__Your objective__
Starting with the first line and ending with the line that holds "if data.len() <", repeat the material exactly.

__Task inputs__
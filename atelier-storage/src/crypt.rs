//! Symmetric content encryption.
//!
//! Artifacts are encrypted before upload and decrypted after retrieval with
//! AES-256-GCM. The wire form is `nonce (12 bytes) || ciphertext`; the nonce
//! is random per encryption.

use aes_gcm::aead::{Aead, AeadCore, KeyInit, OsRng};
use aes_gcm::{Aes256Gcm, Nonce};

use atelier_core::constants::{CONTENT_NONCE_SIZE, CONTENT_SECRET_SIZE};
use atelier_core::error::{AtelierError, Result};

/// Encrypts `plaintext` with a 32-byte secret.
///
/// Returns `nonce || ciphertext`.
pub fn encrypt_bytes(plaintext: &[u8], secret: &[u8; CONTENT_SECRET_SIZE]) -> Result<Vec<u8>> {
    let cipher = Aes256Gcm::new(secret.into());
    let nonce = Aes256Gcm::generate_nonce(&mut OsRng);

    let ciphertext = cipher
        .encrypt(&nonce, plaintext)
        .map_err(|_| AtelierError::InternalError("content encryption failed".into()))?;

    let mut out = Vec::with_capacity(CONTENT_NONCE_SIZE + ciphertext.len());
    out.extend_from_slice(&nonce);
    out.extend_from_slice(&ciphertext);
    Ok(out)
}

/// Decrypts `nonce || ciphertext` produced by [`encrypt_bytes`].
///
/// # Errors
/// `DecryptionFailed` if the input is too short or authentication fails
/// (wrong secret or tampered bytes).
pub fn decrypt_bytes(data: &[u8], secret: &[u8; CONTENT_SECRET_SIZE]) -> Result<Vec<u8>> {
    if data.len() < CONTENT_NONCE_SIZE {
        return Err(AtelierError::DecryptionFailed(format!(
            "content too short to carry a nonce: {} bytes",
            data.len()
        )));
    }

    let (nonce, ciphertext) = data.split_at(CONTENT_NONCE_SIZE);
    let cipher = Aes256Gcm::new(secret.into());

    cipher
        .decrypt(Nonce::from_slice(nonce), ciphertext)
        .map_err(|_| AtelierError::DecryptionFailed("authentication failed".into()))
}

#[cfg(test)]
mod tests {
    use super::*;

    const SECRET: [u8; CONTENT_SECRET_SIZE] = [7u8; CONTENT_SECRET_SIZE];

    #[test]
    fn test_encrypt_decrypt_roundtrip() {
        let plaintext = b"model weights, round 3";
        let encrypted = encrypt_bytes(plaintext, &SECRET).unwrap();

        assert_ne!(&encrypted[CONTENT_NONCE_SIZE..], plaintext.as_slice());
        let decrypted = decrypt_bytes(&encrypted, &SECRET).unwrap();
        assert_eq!(decrypted, plaintext);
    }

    #[test]
    fn test_nonces_are_unique() {
        let a = encrypt_bytes(b"same input", &SECRET).unwrap();
        let b = encrypt_bytes(b"same input", &SECRET).unwrap();
        assert_ne!(a[..CONTENT_NONCE_SIZE], b[..CONTENT_NONCE_SIZE]);
    }

    #[test]
    fn test_wrong_secret_fails() {
        let encrypted = encrypt_bytes(b"payload", &SECRET).unwrap();
        let wrong = [8u8; CONTENT_SECRET_SIZE];

        let result = decrypt_bytes(&encrypted, &wrong);
        assert!(matches!(result, Err(AtelierError::DecryptionFailed(_))));
    }

    #[test]
    fn test_truncated_input_fails() {
        let result = decrypt_bytes(&[0u8; 4], &SECRET);
        assert!(matches!(result, Err(AtelierError::DecryptionFailed(_))));
    }

    #[test]
    fn test_tampered_ciphertext_fails() {
        let mut encrypted = encrypt_bytes(b"payload", &SECRET).unwrap();
        let last = encrypted.len() - 1;
        encrypted[last] ^= 0x01;

        let result = decrypt_bytes(&encrypted, &SECRET);
        assert!(matches!(result, Err(AtelierError::DecryptionFailed(_))));
    }
}
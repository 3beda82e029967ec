//! Join-request queue with O(1) removal.
//!
//! Same array-plus-map shape as the directory, with one addition: each
//! request caches its own array position so removal can swap the last entry
//! into the freed slot and truncate. Removal therefore does not preserve
//! insertion order among the remaining entries; callers are not promised
//! FIFO order.

use std::collections::HashMap;

use atelier_core::error::{AtelierError, Result};
use atelier_core::types::{BuilderAddress, JoinRequest, RegisteredKey};

#[derive(Debug, Default)]
pub(crate) struct JoinRequestQueue {
    /// Current order of pending requesters.
    order: Vec<BuilderAddress>,
    /// Primary storage: address → request, with cached position.
    by_address: HashMap<BuilderAddress, JoinRequest>,
}

impl JoinRequestQueue {
    /// O(1) membership test.
    pub fn contains(&self, address: &BuilderAddress) -> bool {
        self.by_address.contains_key(address)
    }

    /// O(1) lookup.
    pub fn get(&self, address: &BuilderAddress) -> Option<&JoinRequest> {
        self.by_address.get(address)
    }

    /// Appends a request at the tail. Precondition (checked by the
    /// controller): `!contains(address)`.
    pub fn push(&mut self, address: BuilderAddress, key: RegisteredKey) {
        debug_assert!(!self.contains(&address));
        let request = JoinRequest::new(address, key, self.order.len());
        self.order.push(address);
        self.by_address.insert(address, request);
    }

    /// Swap-and-truncate removal.
    ///
    /// Moves the last entry into the removed slot (fixing its cached index),
    /// then shrinks the array. O(1) regardless of position.
    pub fn remove(&mut self, address: &BuilderAddress) -> Option<JoinRequest> {
        let removed = self.by_address.remove(address)?;
        let last = self.order.len() - 1;

        if removed.index != last {
            let moved = self.order[last];
            self.order[removed.index] = moved;
            // the moved entry's cached index must track its new slot
            if let Some(entry) = self.by_address.get_mut(&moved) {
                entry.index = removed.index;
            }
        }

        self.order.truncate(last);
        Some(removed)
    }

    /// Number of pending requests.
    pub fn len(&self) -> usize {
        self.order.len()
    }

    /// Positional accessor into the current order.
    pub fn at(&self, index: usize) -> Result<BuilderAddress> {
        self.order
            .get(index)
            .copied()
            .ok_or(AtelierError::IndexOutOfRange {
                index,
                len: self.order.len(),
            })
    }

    /// Iterates requests in current array order.
    pub fn iter(&self) -> impl Iterator<Item = &JoinRequest> {
        self.order.iter().filter_map(|addr| self.by_address.get(addr))
    }
}
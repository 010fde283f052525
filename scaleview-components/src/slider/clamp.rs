//! Keeps the cursor between the first and last segment centers.
//!
//! Every path that can move the cursor (drag, release, relayout) goes through
//! [`is_out_of_bound`], so the boundary arithmetic lives in one place.

use scaleview_ui::Px;

use super::{
    bounds::{cursor_max_x, cursor_min_x},
    layout::{GeometrySnapshot, SegmentAnchors, SegmentBounds},
};

/// Which end of the scale a boundary test refers to.
#[derive(Debug, Clone, Copy, PartialEq, Eq)]
pub enum Bound {
    /// The first segment's center.
    Min,
    /// The last segment's center.
    Max,
}

impl Bound {
    /// The segment this bound is anchored to.
    pub fn anchor(self, anchors: &SegmentAnchors) -> SegmentBounds {
        match self {
            Bound::Min => anchors.first,
            Bound::Max => anchors.last,
        }
    }
}

/// Returns `true` if a cursor at `cursor_x` has slid past the anchor's
/// center on the side selected by `bound`.
///
/// For `Min` the cursor is out when its right edge is left of the center, or
/// when both its left edge and its own center are. `Max` is the mirror image.
pub fn is_out_of_bound(bound: Bound, cursor_x: Px, cursor_width: Px, anchor: SegmentBounds) -> bool {
    let anchor_center = anchor.center();
    let left = cursor_x;
    let right = cursor_x + cursor_width;
    let center = cursor_x + cursor_width.half();

    match bound {
        Bound::Min => (left < anchor_center && center < anchor_center) || right < anchor_center,
        Bound::Max => (right > anchor_center && center > anchor_center) || left > anchor_center,
    }
}

/// The bound a cursor at `cursor_x` violates, `Min` taking precedence.
pub fn violated_bound(cursor_x: Px, geometry: &GeometrySnapshot) -> Option<Bound> {
    let anchors = geometry.anchors?;
    [Bound::Min, Bound::Max].into_iter().find(|&bound| {
        is_out_of_bound(bound, cursor_x, geometry.cursor_width, bound.anchor(&anchors))
    })
}

/// Next legal cursor x for `candidate_x`: the violated bound's limit, or the
/// candidate itself.
pub fn clamp(candidate_x: Px, geometry: &GeometrySnapshot) -> Px {
    match violated_bound(candidate_x, geometry) {
        Some(Bound::Min) => cursor_min_x(geometry),
        Some(Bound::Max) => cursor_max_x(geometry),
        None => candidate_x,
    }
}

/// Whether a pointer at `pointer_x` is close enough to the cursor range for
/// the cursor to follow it. The zone extends half a cursor past each limit.
pub fn within_follow_zone(pointer_x: Px, geometry: &GeometrySnapshot) -> bool {
    let half_cursor = geometry.cursor_width.half();
    cursor_min_x(geometry) - half_cursor < pointer_x
        && pointer_x < cursor_max_x(geometry) + half_cursor
}
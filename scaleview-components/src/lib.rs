//! Components built on `scaleview-ui`.
//!
//! # Usage
//!
//! The [`slider`] module provides [`slider::ScaleSlider`], a horizontal scale
//! split into tick segments with a cursor that can be dragged between the
//! first and the last segment center. The host does the layout and drawing;
//! the slider owns the drag logic and tells the host where the cursor goes
//! and which value to show.
//!
//! ```
//! use scaleview_components::slider::{ScaleSlider, ScaleSliderArgs};
//! use scaleview_ui::Px;
//!
//! let mut slider = ScaleSlider::new(ScaleSliderArgs::default().progress_max(100))
//!     .expect("valid args");
//! let geometry = slider.evenly_spaced_geometry(Px(330.0));
//! slider.on_layout_changed(geometry);
//! assert_eq!(slider.progress(), Some(0));
//! ```
#![deny(missing_docs, clippy::unwrap_used)]

pub mod slider;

__Answer space__
filename atelier-storage/src/crypt.rs
//! Symmetric content encryption.
//!
//! Artifacts are encrypted before upload and decrypted after retrieval with
//! AES-256-GCM. The wire form is `nonce (12 bytes) || ciphertext`; the nonce
//! is random per encryption.

use aes_gcm::aead::{Aead, AeadCore, KeyInit, OsRng};
use aes_gcm::{Aes256Gcm, Nonce};

use atelier_core::constants::{CONTENT_NONCE_SIZE, CONTENT_SECRET_SIZE};
use atelier_core::error::{AtelierError, Result};

/// Encrypts `plaintext` with a 32-byte secret.
///
/// Returns `nonce || ciphertext`.
pub fn encrypt_bytes(plaintext: &[u8], secret: &[u8; CONTENT_SECRET_SIZE]) -> Result<Vec<u8>> {
    let cipher = Aes256Gcm::new(secret.into());
    let nonce = Aes256Gcm::generate_nonce(&mut OsRng);

    let ciphertext = cipher
        .encrypt(&nonce, plaintext)
        .map_err(|_| AtelierError::InternalError("content encryption failed".into()))?;

    let mut out = Vec::with_capacity(CONTENT_NONCE_SIZE + ciphertext.len());
    out.extend_from_slice(&nonce);
    out.extend_from_slice(&ciphertext);
    Ok(out)
}

/// Decrypts `nonce || ciphertext` produced by [`encrypt_bytes`].
///
/// # Errors
/// `DecryptionFailed` if the input is too short or authentication fails
/// (wrong secret or tampered bytes).
pub fn decrypt_bytes(data: &[u8], secret: &[u8; CONTENT_SECRET_SIZE]) -> Result<Vec<u8>> {
    if data.len() < CONTENT_NONCE_SIZE {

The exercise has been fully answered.